(Dataset entries)
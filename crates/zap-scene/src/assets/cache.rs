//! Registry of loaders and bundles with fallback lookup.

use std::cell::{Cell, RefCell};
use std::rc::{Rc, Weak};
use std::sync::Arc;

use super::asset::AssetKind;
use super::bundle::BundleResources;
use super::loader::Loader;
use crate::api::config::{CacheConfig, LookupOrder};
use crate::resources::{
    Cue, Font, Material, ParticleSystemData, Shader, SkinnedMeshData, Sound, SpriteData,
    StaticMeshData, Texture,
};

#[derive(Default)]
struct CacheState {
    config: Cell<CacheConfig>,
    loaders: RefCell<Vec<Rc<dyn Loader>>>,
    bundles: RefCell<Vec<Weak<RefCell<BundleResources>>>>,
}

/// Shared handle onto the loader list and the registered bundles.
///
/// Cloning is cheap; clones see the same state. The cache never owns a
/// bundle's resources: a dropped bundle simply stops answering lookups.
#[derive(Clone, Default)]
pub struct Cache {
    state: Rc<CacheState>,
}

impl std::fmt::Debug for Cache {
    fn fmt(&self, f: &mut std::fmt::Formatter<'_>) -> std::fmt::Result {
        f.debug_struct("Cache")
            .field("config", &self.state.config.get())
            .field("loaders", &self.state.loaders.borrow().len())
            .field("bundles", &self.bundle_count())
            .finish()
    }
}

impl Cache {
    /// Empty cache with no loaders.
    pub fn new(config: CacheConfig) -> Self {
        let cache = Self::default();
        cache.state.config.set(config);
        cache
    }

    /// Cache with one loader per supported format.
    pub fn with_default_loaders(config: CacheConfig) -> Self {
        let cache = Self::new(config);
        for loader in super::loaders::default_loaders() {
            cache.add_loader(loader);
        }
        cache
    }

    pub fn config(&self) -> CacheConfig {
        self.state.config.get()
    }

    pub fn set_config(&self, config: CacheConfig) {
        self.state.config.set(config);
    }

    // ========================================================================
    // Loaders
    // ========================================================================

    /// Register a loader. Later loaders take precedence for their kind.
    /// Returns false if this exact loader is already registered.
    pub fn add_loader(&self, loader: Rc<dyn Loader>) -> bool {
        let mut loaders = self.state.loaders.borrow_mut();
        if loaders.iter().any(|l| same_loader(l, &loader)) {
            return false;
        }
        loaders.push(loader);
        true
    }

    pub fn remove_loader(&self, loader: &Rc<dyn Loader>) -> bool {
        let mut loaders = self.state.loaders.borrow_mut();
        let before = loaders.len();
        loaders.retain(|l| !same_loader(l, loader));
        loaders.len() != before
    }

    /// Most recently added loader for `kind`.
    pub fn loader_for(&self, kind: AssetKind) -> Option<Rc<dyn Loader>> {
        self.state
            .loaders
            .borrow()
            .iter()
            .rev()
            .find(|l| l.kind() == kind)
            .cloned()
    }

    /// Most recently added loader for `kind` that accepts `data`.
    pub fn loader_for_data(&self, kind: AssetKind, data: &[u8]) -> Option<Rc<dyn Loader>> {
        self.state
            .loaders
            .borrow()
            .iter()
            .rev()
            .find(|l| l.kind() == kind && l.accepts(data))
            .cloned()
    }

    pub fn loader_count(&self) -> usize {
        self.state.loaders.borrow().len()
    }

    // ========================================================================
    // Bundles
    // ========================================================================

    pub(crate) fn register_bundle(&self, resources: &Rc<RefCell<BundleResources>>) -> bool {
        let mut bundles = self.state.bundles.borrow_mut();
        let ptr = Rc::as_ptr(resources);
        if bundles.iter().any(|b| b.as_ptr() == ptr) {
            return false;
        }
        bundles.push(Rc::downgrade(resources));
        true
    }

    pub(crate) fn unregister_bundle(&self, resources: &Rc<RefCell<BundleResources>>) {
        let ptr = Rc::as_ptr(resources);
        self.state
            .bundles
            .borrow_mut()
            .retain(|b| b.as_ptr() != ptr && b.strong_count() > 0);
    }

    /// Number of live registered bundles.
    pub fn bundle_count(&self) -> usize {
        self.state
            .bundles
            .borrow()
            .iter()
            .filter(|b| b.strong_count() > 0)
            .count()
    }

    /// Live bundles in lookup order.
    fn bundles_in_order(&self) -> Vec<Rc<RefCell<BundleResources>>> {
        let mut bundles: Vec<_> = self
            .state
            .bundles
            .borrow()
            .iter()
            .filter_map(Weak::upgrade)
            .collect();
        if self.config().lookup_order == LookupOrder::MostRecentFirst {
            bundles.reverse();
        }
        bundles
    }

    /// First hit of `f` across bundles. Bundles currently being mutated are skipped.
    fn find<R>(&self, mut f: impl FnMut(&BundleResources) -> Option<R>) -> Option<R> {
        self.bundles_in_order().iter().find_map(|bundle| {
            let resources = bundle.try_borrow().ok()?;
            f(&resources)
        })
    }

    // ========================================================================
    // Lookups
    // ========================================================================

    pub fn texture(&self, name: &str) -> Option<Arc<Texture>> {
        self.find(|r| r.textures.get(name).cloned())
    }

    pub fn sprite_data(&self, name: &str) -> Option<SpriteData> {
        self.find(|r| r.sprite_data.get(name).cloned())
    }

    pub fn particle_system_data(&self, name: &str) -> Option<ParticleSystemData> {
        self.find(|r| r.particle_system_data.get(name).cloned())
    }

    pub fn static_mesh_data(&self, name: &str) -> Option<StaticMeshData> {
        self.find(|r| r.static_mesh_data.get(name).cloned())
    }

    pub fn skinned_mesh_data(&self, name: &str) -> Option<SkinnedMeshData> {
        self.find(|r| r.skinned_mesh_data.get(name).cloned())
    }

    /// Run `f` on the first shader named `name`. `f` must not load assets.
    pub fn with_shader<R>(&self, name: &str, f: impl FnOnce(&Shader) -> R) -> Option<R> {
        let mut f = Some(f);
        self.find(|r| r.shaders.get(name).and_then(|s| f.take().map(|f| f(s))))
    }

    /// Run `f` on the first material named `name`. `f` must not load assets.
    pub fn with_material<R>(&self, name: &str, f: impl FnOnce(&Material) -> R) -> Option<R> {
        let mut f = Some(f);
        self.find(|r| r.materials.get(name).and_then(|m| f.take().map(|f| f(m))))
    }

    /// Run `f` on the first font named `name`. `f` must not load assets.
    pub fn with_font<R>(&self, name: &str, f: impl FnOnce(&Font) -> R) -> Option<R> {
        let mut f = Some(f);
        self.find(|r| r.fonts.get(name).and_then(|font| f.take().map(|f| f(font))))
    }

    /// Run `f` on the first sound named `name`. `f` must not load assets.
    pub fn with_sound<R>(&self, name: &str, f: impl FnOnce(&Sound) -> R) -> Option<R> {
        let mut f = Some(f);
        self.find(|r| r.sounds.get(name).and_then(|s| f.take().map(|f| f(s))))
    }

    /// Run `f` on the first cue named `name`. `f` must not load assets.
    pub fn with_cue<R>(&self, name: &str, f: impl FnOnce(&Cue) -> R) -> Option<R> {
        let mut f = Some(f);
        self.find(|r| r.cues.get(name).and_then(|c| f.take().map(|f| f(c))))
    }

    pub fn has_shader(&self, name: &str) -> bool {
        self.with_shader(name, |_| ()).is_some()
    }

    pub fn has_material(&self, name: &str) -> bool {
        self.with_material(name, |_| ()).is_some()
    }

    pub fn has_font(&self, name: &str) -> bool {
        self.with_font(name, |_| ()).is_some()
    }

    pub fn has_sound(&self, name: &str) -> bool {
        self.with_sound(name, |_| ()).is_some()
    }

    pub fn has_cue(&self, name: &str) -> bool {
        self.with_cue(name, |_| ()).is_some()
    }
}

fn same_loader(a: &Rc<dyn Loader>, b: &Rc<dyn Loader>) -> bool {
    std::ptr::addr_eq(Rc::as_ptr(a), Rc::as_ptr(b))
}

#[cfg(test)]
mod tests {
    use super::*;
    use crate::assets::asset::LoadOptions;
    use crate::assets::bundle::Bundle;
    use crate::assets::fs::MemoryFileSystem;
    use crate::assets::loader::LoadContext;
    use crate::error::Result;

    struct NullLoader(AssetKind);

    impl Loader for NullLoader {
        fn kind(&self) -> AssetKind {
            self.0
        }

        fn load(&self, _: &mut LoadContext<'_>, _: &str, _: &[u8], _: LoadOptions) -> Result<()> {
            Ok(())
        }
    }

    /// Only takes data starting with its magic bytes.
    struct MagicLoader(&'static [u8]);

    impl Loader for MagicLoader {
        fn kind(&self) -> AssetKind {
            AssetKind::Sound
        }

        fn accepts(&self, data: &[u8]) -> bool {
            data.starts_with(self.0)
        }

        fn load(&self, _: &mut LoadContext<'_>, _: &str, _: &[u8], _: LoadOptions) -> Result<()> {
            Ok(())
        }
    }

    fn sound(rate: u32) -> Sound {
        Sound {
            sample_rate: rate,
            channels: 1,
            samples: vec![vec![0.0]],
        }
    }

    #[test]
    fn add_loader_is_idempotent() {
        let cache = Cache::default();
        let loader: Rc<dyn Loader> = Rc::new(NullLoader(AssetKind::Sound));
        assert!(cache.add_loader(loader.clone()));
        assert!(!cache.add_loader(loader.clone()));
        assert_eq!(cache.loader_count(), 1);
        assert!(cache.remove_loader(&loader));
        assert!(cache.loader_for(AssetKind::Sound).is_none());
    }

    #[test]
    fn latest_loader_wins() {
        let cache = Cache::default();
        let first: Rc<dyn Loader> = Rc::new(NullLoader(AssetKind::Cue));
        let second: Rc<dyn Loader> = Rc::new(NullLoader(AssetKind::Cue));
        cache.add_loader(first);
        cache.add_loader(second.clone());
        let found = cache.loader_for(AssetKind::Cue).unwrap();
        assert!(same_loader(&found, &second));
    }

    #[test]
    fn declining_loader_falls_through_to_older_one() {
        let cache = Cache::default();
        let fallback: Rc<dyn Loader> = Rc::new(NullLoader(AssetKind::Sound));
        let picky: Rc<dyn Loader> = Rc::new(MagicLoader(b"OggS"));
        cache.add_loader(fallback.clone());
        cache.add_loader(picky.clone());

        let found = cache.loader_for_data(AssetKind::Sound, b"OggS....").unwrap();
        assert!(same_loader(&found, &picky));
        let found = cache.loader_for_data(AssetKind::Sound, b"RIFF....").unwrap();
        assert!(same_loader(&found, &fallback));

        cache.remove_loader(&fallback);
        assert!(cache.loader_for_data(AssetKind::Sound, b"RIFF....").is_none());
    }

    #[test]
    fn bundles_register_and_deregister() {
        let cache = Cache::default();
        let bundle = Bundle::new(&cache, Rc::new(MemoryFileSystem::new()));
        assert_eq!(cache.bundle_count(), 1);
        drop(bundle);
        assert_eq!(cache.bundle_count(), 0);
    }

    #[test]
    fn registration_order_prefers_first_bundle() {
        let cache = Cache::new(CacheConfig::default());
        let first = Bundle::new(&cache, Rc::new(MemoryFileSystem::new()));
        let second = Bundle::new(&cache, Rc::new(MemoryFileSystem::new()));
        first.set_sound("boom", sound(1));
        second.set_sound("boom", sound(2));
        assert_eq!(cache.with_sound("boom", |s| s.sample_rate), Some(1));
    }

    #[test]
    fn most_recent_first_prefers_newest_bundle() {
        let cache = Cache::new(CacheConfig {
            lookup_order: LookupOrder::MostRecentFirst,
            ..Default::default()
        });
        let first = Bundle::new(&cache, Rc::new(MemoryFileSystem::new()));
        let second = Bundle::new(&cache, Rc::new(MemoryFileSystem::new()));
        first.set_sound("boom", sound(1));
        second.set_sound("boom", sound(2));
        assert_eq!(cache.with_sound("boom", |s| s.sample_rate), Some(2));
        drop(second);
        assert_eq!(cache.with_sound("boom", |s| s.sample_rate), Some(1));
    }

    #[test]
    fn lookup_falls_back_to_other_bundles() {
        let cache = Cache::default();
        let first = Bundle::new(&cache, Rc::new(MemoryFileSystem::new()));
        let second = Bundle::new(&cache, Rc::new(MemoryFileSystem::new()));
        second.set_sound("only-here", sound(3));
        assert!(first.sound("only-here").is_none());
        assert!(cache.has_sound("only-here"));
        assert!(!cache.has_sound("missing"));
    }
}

Work instructions:
Find the word "before" in the records and pull out each line that has it.

Finished task:
        let before = loaders.len();
        loaders.len() != before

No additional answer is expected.